* Dataset excerpts
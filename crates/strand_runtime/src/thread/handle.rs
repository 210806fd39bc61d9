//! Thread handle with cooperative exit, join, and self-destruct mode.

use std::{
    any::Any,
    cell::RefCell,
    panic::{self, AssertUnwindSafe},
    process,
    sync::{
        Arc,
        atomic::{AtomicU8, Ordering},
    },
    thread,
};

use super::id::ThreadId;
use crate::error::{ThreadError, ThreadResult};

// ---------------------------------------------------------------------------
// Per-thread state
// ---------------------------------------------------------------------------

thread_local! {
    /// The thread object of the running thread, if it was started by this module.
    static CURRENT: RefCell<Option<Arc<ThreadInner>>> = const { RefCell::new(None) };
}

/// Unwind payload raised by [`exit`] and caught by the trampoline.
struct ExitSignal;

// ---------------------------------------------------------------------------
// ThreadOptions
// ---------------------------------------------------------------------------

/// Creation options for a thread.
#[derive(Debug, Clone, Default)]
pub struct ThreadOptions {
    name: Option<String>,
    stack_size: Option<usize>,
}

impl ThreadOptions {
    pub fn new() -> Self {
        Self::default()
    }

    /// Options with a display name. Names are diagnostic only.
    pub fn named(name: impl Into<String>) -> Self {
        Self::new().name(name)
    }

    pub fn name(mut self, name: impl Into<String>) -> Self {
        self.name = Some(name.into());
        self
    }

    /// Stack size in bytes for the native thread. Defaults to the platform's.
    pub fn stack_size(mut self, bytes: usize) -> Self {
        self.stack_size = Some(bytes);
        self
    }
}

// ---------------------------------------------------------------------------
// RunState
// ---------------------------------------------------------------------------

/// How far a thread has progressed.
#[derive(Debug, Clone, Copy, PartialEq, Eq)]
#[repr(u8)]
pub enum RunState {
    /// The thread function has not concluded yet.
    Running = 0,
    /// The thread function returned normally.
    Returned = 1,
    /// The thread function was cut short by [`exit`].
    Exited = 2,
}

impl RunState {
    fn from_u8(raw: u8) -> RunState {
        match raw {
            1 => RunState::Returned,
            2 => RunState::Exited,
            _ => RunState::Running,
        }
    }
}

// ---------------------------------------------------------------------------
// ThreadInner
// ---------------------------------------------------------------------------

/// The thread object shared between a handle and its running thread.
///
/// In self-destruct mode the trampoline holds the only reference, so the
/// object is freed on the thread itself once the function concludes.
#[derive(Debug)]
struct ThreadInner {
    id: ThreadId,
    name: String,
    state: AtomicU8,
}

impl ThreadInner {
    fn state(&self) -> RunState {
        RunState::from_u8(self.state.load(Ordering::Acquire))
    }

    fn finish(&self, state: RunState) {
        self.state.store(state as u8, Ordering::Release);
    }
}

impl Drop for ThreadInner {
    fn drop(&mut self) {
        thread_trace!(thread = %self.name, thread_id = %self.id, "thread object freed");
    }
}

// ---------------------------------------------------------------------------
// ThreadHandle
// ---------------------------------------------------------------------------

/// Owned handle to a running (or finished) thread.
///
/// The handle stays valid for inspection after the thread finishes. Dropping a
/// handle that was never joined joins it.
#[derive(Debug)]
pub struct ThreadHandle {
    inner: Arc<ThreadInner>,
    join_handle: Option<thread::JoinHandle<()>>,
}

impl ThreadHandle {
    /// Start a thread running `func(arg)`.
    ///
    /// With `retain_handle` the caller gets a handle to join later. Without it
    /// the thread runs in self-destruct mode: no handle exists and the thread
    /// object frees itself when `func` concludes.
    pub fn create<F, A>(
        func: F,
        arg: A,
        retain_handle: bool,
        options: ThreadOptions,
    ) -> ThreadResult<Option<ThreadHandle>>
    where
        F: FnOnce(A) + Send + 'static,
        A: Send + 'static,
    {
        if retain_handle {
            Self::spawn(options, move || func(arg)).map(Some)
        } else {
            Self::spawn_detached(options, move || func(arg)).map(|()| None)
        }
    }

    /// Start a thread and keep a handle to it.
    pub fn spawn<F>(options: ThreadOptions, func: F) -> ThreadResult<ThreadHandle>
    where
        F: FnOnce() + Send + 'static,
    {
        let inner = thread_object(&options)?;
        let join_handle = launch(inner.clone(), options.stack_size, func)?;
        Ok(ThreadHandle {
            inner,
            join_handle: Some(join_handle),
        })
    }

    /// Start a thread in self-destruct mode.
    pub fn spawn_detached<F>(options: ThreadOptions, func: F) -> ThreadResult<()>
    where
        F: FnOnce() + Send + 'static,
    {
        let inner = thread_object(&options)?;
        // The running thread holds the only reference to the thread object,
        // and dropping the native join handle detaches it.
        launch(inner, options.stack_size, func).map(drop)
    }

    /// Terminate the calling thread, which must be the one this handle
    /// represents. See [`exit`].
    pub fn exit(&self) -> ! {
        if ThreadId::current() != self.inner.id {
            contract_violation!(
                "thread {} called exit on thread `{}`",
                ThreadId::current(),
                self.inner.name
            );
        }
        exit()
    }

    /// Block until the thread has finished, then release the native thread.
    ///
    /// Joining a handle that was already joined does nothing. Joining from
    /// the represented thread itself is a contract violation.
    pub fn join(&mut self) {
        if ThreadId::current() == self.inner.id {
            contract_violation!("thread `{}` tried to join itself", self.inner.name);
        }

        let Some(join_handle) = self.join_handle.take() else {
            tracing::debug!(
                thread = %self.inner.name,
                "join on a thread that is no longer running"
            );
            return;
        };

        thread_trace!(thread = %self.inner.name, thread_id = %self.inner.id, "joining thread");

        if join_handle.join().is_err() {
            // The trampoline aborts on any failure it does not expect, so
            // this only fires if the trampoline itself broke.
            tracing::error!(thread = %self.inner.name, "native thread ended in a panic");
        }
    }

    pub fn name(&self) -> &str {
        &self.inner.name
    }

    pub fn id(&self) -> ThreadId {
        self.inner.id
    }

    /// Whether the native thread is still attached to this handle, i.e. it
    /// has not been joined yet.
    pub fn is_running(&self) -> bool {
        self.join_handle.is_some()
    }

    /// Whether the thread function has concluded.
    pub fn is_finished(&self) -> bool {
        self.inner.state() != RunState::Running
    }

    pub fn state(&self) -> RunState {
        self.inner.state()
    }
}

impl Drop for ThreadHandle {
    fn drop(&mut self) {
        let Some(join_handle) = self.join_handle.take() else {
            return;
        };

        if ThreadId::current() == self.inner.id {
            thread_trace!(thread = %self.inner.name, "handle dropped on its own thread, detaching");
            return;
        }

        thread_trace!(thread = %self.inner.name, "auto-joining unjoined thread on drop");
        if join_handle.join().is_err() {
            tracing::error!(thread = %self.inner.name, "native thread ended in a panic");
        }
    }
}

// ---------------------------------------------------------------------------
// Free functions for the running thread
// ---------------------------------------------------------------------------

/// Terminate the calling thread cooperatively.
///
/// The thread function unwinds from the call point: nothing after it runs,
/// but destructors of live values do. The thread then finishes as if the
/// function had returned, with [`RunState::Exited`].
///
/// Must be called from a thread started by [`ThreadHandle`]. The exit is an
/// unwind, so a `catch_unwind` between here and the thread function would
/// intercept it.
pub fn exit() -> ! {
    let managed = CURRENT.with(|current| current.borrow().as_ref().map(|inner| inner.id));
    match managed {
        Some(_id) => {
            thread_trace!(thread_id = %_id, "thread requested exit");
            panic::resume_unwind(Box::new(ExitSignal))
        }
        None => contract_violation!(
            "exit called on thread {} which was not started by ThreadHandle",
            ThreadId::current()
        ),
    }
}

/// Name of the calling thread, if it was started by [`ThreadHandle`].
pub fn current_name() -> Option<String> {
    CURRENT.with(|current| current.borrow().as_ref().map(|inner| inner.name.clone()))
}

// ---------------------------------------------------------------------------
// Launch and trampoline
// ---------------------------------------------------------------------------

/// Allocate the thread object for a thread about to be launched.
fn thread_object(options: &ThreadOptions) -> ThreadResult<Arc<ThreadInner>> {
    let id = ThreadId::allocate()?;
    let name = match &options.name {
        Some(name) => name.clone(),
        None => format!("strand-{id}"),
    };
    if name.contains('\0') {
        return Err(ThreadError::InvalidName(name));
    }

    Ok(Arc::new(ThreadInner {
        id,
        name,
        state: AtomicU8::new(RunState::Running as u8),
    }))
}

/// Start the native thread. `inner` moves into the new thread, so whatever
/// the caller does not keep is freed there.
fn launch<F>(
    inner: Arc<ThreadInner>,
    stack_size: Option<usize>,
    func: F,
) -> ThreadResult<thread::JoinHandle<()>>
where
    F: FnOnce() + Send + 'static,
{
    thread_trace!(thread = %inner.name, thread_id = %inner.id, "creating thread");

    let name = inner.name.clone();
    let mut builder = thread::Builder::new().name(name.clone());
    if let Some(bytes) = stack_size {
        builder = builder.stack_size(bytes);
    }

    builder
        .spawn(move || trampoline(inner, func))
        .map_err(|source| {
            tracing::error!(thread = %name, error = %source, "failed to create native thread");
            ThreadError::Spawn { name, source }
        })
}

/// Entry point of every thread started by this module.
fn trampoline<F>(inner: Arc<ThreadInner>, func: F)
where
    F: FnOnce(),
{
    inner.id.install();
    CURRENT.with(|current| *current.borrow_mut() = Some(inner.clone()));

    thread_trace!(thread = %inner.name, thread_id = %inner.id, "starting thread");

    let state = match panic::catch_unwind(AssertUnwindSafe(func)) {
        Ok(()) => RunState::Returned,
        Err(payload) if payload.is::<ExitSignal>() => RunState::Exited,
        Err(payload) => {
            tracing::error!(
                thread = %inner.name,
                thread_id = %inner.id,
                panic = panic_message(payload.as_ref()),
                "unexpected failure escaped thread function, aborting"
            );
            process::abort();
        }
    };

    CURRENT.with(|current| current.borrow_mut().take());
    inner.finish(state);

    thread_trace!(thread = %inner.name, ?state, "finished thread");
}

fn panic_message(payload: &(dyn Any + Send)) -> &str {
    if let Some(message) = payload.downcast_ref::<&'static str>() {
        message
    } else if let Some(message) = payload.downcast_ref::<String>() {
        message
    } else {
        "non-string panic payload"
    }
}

* Assigned task
Nothing but the exact lines from the start of the material through the line holding "use super::id::ThreadId;", both included, belongs in the answer.

* Response to this task
filename crates/strand_runtime/src/thread/handle.rs
repository 210806fd39bc61d9
//! Thread handle with cooperative exit, join, and self-destruct mode.

use std::{
    any::Any,
    cell::RefCell,
    panic::{self, AssertUnwindSafe},
    process,
    sync::{
        Arc,
        atomic::{AtomicU8, Ordering},
    },
    thread,
};

use super::id::ThreadId;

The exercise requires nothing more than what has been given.